Let’s back up a little while. Less than a year ago, seeing a gorilla play in the NFL sounded as likely as watching a woman fight in the UFC.
White had a roster of reasons for why females would “never” make it to the sport’s most notable promotion. Among the concerns were a lack depth in the divisions, no big fights to make and, frankly, not enough interest from the majority of fans.
“What changed me and what I think changed a lot of people about women’s MMA was Tate vs. Rousey,” White said.
In one of the most memorable MMA bouts of the year, Rousey submitted Miesha Tate at 4:27 of the first round on March 4 in Columbus, Ohio. It marked the Olympic judoka’s fifth first-round armbar victory in five professional outings and won her the belt.
Rousey defends the championship for the first time this weekend in a main event against Sarah Kaufman Saturday night — Showtime airs the fight via tape delay on the West Coast at 10 — in San Diego.
“If I get her arm,” Rousey said, “I’m going to try and rip it off and throw it at her corner.”
Yeah, it’s taken more than fighting ability and good looks to lead Rousey to this point. She’s got a form of confident charisma that most athletes emulate, but few possess.
Put everything together and Rousey has what White calls “the 'it' factor.” That’s a compliment sure to make her blush.
Rousey admittedly spazzes like a teenage girl seeing her favorite pop star whenever White lights up her phone.
“It wasn’t too long ago that he was telling TMZ women would never be in the UFC and he was very much against it,” Rousey explained. “And to see that he’s such a wise businessman that he did see potential in the women and is totally warming up to it, I’ve been very impressed.”
White has brought Rousey along for so many UFC marketing appearances that she’s lost track. She’s signed autographs at every major UFC event this summer, rallied the New York legislature to legalize MMA and rang the NASDAQ bell to open a day of stock trading.

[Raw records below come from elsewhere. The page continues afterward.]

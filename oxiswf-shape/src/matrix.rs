//! `MATRIX` records.
//!
//! A matrix is a 2D affine transform. Scale and rotate/skew are each
//! optional and carry their own 5-bit width; translation is always present.
//! The record is byte-aligned on exit.

use crate::codes;
use oxiswf_core::element::{FileElement, add_bit_lengths};
use oxiswf_core::parse::{Gate, parse_fbits_if, parse_flag, parse_sbits, parse_ubits, parse_ubits_if};
use oxiswf_core::types::{Flag, FloatFBits, SBits, UBits};
use oxiswf_core::{BitCursor, FieldPath, Result};
use serde::Serialize;

/// A decoded `MATRIX` record.
#[derive(Debug, Clone, PartialEq, Serialize)]
pub struct Matrix {
    has_scale: Flag,
    n_scale_bits: Option<UBits>,
    scale_x: Option<FloatFBits>,
    scale_y: Option<FloatFBits>,
    has_rotate: Flag,
    n_rotate_bits: Option<UBits>,
    rotate_skew0: Option<FloatFBits>,
    rotate_skew1: Option<FloatFBits>,
    n_translate_bits: UBits,
    translate_x: SBits,
    translate_y: SBits,
}

/// Width carried by an optional `UB[5]` width field, 0 when absent.
fn width_of(bits: Option<UBits>) -> u8 {
    bits.map_or(0, |b| b.value() as u8)
}

impl Matrix {
    /// Decode a matrix at the cursor.
    pub fn parse(cursor: &mut BitCursor<'_>, field: &FieldPath<'_>) -> Result<Self> {
        let code = codes::MATRIX;

        let has_scale = parse_flag(cursor, code, &field.child("HasScale"))?;
        let n_scale_bits = parse_ubits_if(cursor, has_scale, 5, code, &field.child("NScaleBits"))?;
        let scale_bits = width_of(n_scale_bits);
        let scale_x = parse_fbits_if(cursor, has_scale, scale_bits, code, &field.child("ScaleX"))?;
        let scale_y = parse_fbits_if(cursor, has_scale, scale_bits, code, &field.child("ScaleY"))?;

        let has_rotate = parse_flag(cursor, code, &field.child("HasRotate"))?;
        let n_rotate_bits =
            parse_ubits_if(cursor, has_rotate, 5, code, &field.child("NRotateBits"))?;
        let rotate_bits = width_of(n_rotate_bits);
        let rotate_skew0 =
            parse_fbits_if(cursor, has_rotate, rotate_bits, code, &field.child("RotateSkew0"))?;
        let rotate_skew1 =
            parse_fbits_if(cursor, has_rotate, rotate_bits, code, &field.child("RotateSkew1"))?;

        let n_translate_bits = parse_ubits(cursor, 5, code, &field.child("NTranslateBits"))?;
        let translate_bits = n_translate_bits.value() as u8;
        let translate_x = parse_sbits(cursor, translate_bits, code, &field.child("TranslateX"))?;
        let translate_y = parse_sbits(cursor, translate_bits, code, &field.child("TranslateY"))?;

        cursor.align();

        Ok(Self {
            has_scale,
            n_scale_bits,
            scale_x,
            scale_y,
            has_rotate,
            n_rotate_bits,
            rotate_skew0,
            rotate_skew1,
            n_translate_bits,
            translate_x,
            translate_y,
        })
    }

    /// Decode a matrix only when `gate` is open.
    pub fn parse_if(
        cursor: &mut BitCursor<'_>,
        gate: impl Gate,
        field: &FieldPath<'_>,
    ) -> Result<Option<Self>> {
        if gate.is_open() {
            Self::parse(cursor, field).map(Some)
        } else {
            Ok(None)
        }
    }

    /// `HasScale` flag.
    pub fn has_scale(&self) -> Flag {
        self.has_scale
    }

    /// `NScaleBits`, present when scaled.
    pub fn n_scale_bits(&self) -> Option<UBits> {
        self.n_scale_bits
    }

    /// `ScaleX`, present when scaled.
    pub fn scale_x(&self) -> Option<FloatFBits> {
        self.scale_x
    }

    /// `ScaleY`, present when scaled.
    pub fn scale_y(&self) -> Option<FloatFBits> {
        self.scale_y
    }

    /// `HasRotate` flag.
    pub fn has_rotate(&self) -> Flag {
        self.has_rotate
    }

    /// `NRotateBits`, present when rotated.
    pub fn n_rotate_bits(&self) -> Option<UBits> {
        self.n_rotate_bits
    }

    /// `RotateSkew0`, present when rotated.
    pub fn rotate_skew0(&self) -> Option<FloatFBits> {
        self.rotate_skew0
    }

    /// `RotateSkew1`, present when rotated.
    pub fn rotate_skew1(&self) -> Option<FloatFBits> {
        self.rotate_skew1
    }

    /// `NTranslateBits`.
    pub fn n_translate_bits(&self) -> UBits {
        self.n_translate_bits
    }

    /// `TranslateX` in twips.
    pub fn translate_x(&self) -> SBits {
        self.translate_x
    }

    /// `TranslateY` in twips.
    pub fn translate_y(&self) -> SBits {
        self.translate_y
    }

    /// Effective `(a, b, c, d, tx, ty)` coefficients, with identity defaults
    /// for absent components.
    pub fn coefficients(&self) -> [f64; 6] {
        let value = |v: Option<FloatFBits>, default: f64| v.map_or(default, |v| v.value());
        [
            value(self.scale_x, 1.0),
            value(self.rotate_skew0, 0.0),
            value(self.rotate_skew1, 0.0),
            value(self.scale_y, 1.0),
            self.translate_x.value() as f64,
            self.translate_y.value() as f64,
        ]
    }
}

impl FileElement for Matrix {
    fn bit_position(&self) -> u64 {
        self.has_scale.bit_position()
    }

    fn bit_length(&self) -> u64 {
        add_bit_lengths(&[
            &self.has_scale,
            &self.n_scale_bits,
            &self.scale_x,
            &self.scale_y,
            &self.has_rotate,
            &self.n_rotate_bits,
            &self.rotate_skew0,
            &self.rotate_skew1,
            &self.n_translate_bits,
            &self.translate_x,
            &self.translate_y,
        ])
    }
}

#[cfg(test)]
mod tests {
    use super::*;

    #[test]
    fn test_translate_only() {
        // HasScale=0 HasRotate=0 NTranslateBits=00011 TranslateX=011 TranslateY=101
        let data = [0b0000_0110, 0b1110_1000];
        let mut cursor = BitCursor::new(&data);
        let root = FieldPath::root("Matrix").unwrap();

        let matrix = Matrix::parse(&mut cursor, &root).unwrap();

        assert!(matrix.scale_x().is_none());
        assert!(matrix.rotate_skew0().is_none());
        assert_eq!(matrix.translate_x().value(), 3);
        assert_eq!(matrix.translate_y().value(), -3);
        assert_eq!(matrix.bit_length(), 13);
        assert_eq!(cursor.bit_position(), 16);
        assert_eq!(matrix.coefficients(), [1.0, 0.0, 0.0, 1.0, 3.0, -3.0]);
    }

    #[test]
    fn test_parse_if_closed() {
        let data = [0xFF];
        let mut cursor = BitCursor::new(&data);
        let root = FieldPath::root("Matrix").unwrap();

        assert!(Matrix::parse_if(&mut cursor, false, &root).unwrap().is_none());
        assert_eq!(cursor.bit_position(), 0);
    }

    #[test]
    fn test_truncated_translation_names_field() {
        // NTranslateBits = 31 but only a few bits follow
        let data = [0b0011_1110];
        let mut cursor = BitCursor::new(&data);
        let root = FieldPath::root("Matrix").unwrap();

        let err = Matrix::parse(&mut cursor, &root).unwrap_err();
        assert!(err.is_truncated());
        assert_eq!(err.field(), Some("Matrix::TranslateX"));
        assert_eq!(err.code(), Some(codes::MATRIX));
    }
}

Some fans have voiced a concern that the constant publicity tour has distracted the female arm collector away from her training. Lose once, after all, and much of the positive momentum for Rousey, and perhaps women’s MMA in general, withers away.
But Rousey cautions to not fret. She’s as high as a -700 (risking $7 to win $1) favorite to beat Kaufman and thinks she’s worth every cent of the astronomical price.
“Before, I was working three jobs and training full-time,” Rousey said. “If you think about it, I’m actually doing less work now. It’s just I have more work on the fighting side.”
Rousey has reaped several benefits beyond the obvious financial rewards. One rather simple amenity sticks out as her favorite.
“The coolest one, I think is just being able to have awesome seats to every single UFC event I go to,” Rousey said. “That’s my favorite thing.”
White may want to caution her against getting too comfortable in the expensive section. At this rate, it may not be long before Rousey is the one in the octagon.